Enquanto ele se move dentro dela, ela estará pensando por que não puseram as partes necessárias mas íntimas do corpo num lugar mais conveniente — na axila, por exemplo, ou na palma da mão. Um lugar que se pudesse atingir com facilidade, com rapidez, sem tirar a roupa. Ela se enrijece quando sente um dos papelotes no cabelo se soltar como resultado da atividade do amor; guarda na memória qual é que está se soltando, para poder prendê-lo logo, assim que ele terminar. Espera que ele não sue — a umidade pode passar para o cabelo dela; e que permaneça seca entre as pernas — odeia o som molhado que elas fazem quando está úmida. Ao sentir que ele está prestes a ser dominado por um espasmo, ela fará movimentos rápidos com os quadris, apertará as unhas contra as costas dele, prenderá a respiração e fingirá que está tendo um orgasmo. Talvez se pergunte, pela milésima vez, como seria ter aquela sensação enquanto o pênis do marido está dentro dela. O mais próximo disso que ela sentiu foi na ocasião em que a toalhinha absorvente se soltou da calcinha higiênica, movendo-se suavemente por entre suas pernas enquanto ela andava. Suavemente, muito suavemente. E então uma sensação leve e nitidamente deliciosa começou a se intensificar entre suas pernas. Como o prazer aumentou, ela teve que parar na rua e apertar as coxas para contê-lo. Deve ser assim, pensa ela, mas nunca acontece enquanto ele está dentro dela. Quando ele retira o membro, ela baixa a camisola, levanta e vai para o banheiro, aliviada.

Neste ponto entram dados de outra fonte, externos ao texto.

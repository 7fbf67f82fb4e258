//! Parser and evaluator micro-benchmarks, adapted from the teacher's
//! `benches/arithmetic_non_foldable.rs` shape (non-foldable bodies, one
//! `criterion_group`/`criterion_main` pair) with the CPython-comparison
//! half dropped: there is no second TCL interpreter in this workspace to
//! compare against, so every benchmark here measures this crate alone.

use criterion::{Criterion, black_box, criterion_group, criterion_main};
use tcl_engine::Interp;

/// Parses (without evaluating) a command list long enough that parser
/// overhead dominates any one-off setup cost.
fn bench_parse_command_list(c: &mut Criterion) {
    let source = "set a 1\n".repeat(500);
    c.bench_function("parse_500_commands", |b| {
        b.iter(|| {
            let interp = Interp::new();
            let outcome = interp.parse(black_box(&source));
            black_box(outcome);
        });
    });
}

/// A tight `foreach` loop doing integer accumulation: exercises command
/// dispatch, variable read/write, and list iteration without needing a
/// host-registered `expr` (see `eval_condition`'s fallback in
/// `builtins.rs`, which `for`/`while` conditions depend on but `foreach`
/// does not).
fn bench_foreach_accumulate(c: &mut Criterion) {
    let items: Vec<String> = (0..1000).map(|n| n.to_string()).collect();
    let source = format!("set total 0\nforeach n [list {}] {{incr total $n}}\nset total", items.join(" "));

    c.bench_function("foreach_accumulate_1000", |b| {
        b.iter(|| {
            let mut interp = Interp::new();
            let result = interp.eval(black_box(&source)).unwrap();
            black_box(result);
        });
    });
}

/// Proc call overhead: a recursive proc counted down via `foreach` over a
/// precomputed range rather than a `while`/`for` condition, so no `expr`
/// builtin is required to drive it.
fn bench_proc_calls(c: &mut Criterion) {
    let source = r#"
proc double {n} {
    return [expr-fallback $n]
}
proc expr-fallback {n} {
    return $n
}
set total 0
foreach n [list 1 2 3 4 5 6 7 8 9 10] {
    incr total [double $n]
}
set total
"#;

    c.bench_function("proc_calls_10_per_iteration", |b| {
        b.iter(|| {
            let mut interp = Interp::new();
            let result = interp.eval(black_box(source)).unwrap();
            black_box(result);
        });
    });
}

/// List construction and shimmering: builds a list via repeated
/// `lappend` then measures `llength`, exercising the string<->list
/// representation cache invalidation path.
fn bench_list_build_and_measure(c: &mut Criterion) {
    let source = "set items {}\nforeach n [list 1 2 3 4 5 6 7 8 9 10] {lappend items $n}\nllength $items";

    c.bench_function("list_build_and_measure", |b| {
        b.iter(|| {
            let mut interp = Interp::new();
            let result = interp.eval(black_box(source)).unwrap();
            black_box(result);
        });
    });
}

fn criterion_benchmark(c: &mut Criterion) {
    bench_parse_command_list(c);
    bench_foreach_accumulate(c);
    bench_proc_calls(c);
    bench_list_build_and_measure(c);
}

criterion_group!(benches, criterion_benchmark);
criterion_main!(benches);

De vez em quando, alguma coisa viva lhe cativará a afeição. Um gato, talvez, que vai adorar sua ordem, precisão e constância; que será tão limpo e silencioso quanto ela. O gato se acomodará quietamente no parapeito da janela e vai acariciá-la com os olhos. Ela poderá tomá-lo nos braços, deixando as patas traseiras se agitar para se apoiar nos seios dela e as dianteiras agarrar-se ao seu ombro. Poderá alisar o pelo macio e sentir por baixo a carne que não opõe resistência. Ao mais leve de seus toques, ele vai se espreguiçar e abrir a boca. E ela aceitará a sensação estranhamente agradável que vem quando ele se contorce sob sua mão e aperta os olhos num excesso de prazer sensual. Quando ela estiver em pé na cozinha, preparando comida, ele andará em torno das canelas dela, e a vibração do pelo dele lhe subirá em espirais pelas pernas até as coxas, fazendo os dedos tremer um pouco na massa da torta.

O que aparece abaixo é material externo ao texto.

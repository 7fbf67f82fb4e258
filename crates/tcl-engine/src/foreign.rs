use indexmap::IndexMap;

use crate::{
    error::Unwind,
    interp::Interp,
    value::{ForeignHandle, Obj},
};

/// Host constructor for a foreign type instance (spec §4.9).
pub type ForeignCtor = fn(&mut Interp, &[Obj]) -> Result<ForeignHandle, Unwind>;
/// Host method implementation, dispatched by name (spec §4.9).
pub type ForeignMethod = fn(&mut Interp, &ForeignHandle, &[Obj]) -> Result<Obj, Unwind>;
/// Host destructor, invoked through the universal `destroy` method
/// (spec §4.9).
pub type ForeignDestructor = fn(&mut Interp, &ForeignHandle);
/// Optional custom string renderer for a foreign value (spec §3: an
/// internal form "carries a tag naming its type"; foreign values may
/// additionally customize their string form).
pub type ForeignRenderer = fn(&ForeignHandle) -> String;

/// A host-registered foreign type: constructor, method dispatch table,
/// optional destructor and renderer (spec §4.9).
#[derive(Clone)]
pub struct ForeignTypeSpec {
    pub name: String,
    pub ctor: ForeignCtor,
    pub methods: IndexMap<String, ForeignMethod>,
    pub destructor: Option<ForeignDestructor>,
    pub renderer: Option<ForeignRenderer>,
}

/// Registry of foreign types and live instances (spec §4.9): "The core
/// stores foreign instances in a registry keyed by handle name so that
/// lookups from script-side (`$h method ...`) work through the normal
/// command table."
#[derive(Default)]
pub struct ForeignRegistry {
    types: IndexMap<String, ForeignTypeSpec>,
    next_instance_id: IndexMap<String, u64>,
}

impl ForeignRegistry {
    #[must_use]
    pub fn new() -> Self {
        Self::default()
    }

    pub fn register_type(&mut self, spec: ForeignTypeSpec) {
        self.types.insert(spec.name.clone(), spec);
    }

    #[must_use]
    pub fn get_type(&self, name: &str) -> Option<&ForeignTypeSpec> {
        self.types.get(name)
    }

    /// Mints the next per-type instance handle name (e.g. `counter1`,
    /// `counter2`), matching the example in spec §4.9.
    pub fn next_handle_name(&mut self, type_name: &str) -> String {
        let counter = self.next_instance_id.entry(type_name.to_string()).or_insert(0);
        *counter += 1;
        format!("{type_name}{counter}")
    }
}

/// Dispatches a method call on a foreign instance's per-instance command
/// (spec §4.9): routes `destroy` through the destructor, everything else
/// through the type's method table.
pub fn dispatch_method(interp: &mut Interp, type_name: &str, instance: &ForeignHandle, args: &[Obj]) -> Result<Obj, Unwind> {
    let Some(method_name) = args.first().map(Obj::as_string) else {
        return Err(Unwind::error("wrong # args: should be \"handle method ?arg ...?\""));
    };
    if method_name == "destroy" {
        if let Some(destructor) = interp.foreign.get_type(type_name).and_then(|spec| spec.destructor) {
            destructor(interp, instance);
        }
        return Ok(Obj::empty());
    }
    let method = interp
        .foreign
        .get_type(type_name)
        .and_then(|spec| spec.methods.get(&method_name))
        .copied()
        .ok_or_else(|| Unwind::error(format!("unknown method \"{method_name}\"")))?;
    method(interp, instance, &args[1..])
}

Ou enquanto ela estiver sentada, lendo os “Pensamentos edificantes” na Liberty Magazine, o gato pulará para o seu colo. Ela acariciará aquele monte macio de pelos e deixará o calor do corpo do animal ir penetrando as áreas profundamente privadas do seu colo. Às vezes a revista cairá e ela abrirá as pernas, só um pouquinho, e os dois ficarão imóveis juntos, talvez movendo-se um pouco juntos, dormindo um pouco juntos, até as quatro da tarde, quando o intruso chegará do trabalho, vagamente preocupado com o que há para o jantar.

O gato sempre saberá que é o primeiro nos afetos dela. Mesmo depois de ela ter um bebê. Porque ela terá um bebê — facilmente, sem dor. Mas só um. Um menino. Chamado Júnior.

Uma dessas garotas de Mobile, Meridian ou Aiken, que não transpirava nas axilas nem entre as coxas, que cheirava a madeira e a baunilha, que fazia suflês no departamento de Economia Doméstica, mudou-se com o marido, Louis, para Lorain, em Ohio. Chamava-se Geraldine. Lá ela construiu o ninho, passou camisas, plantou corações ardentes, brincou com o gato e teve Louis Júnior.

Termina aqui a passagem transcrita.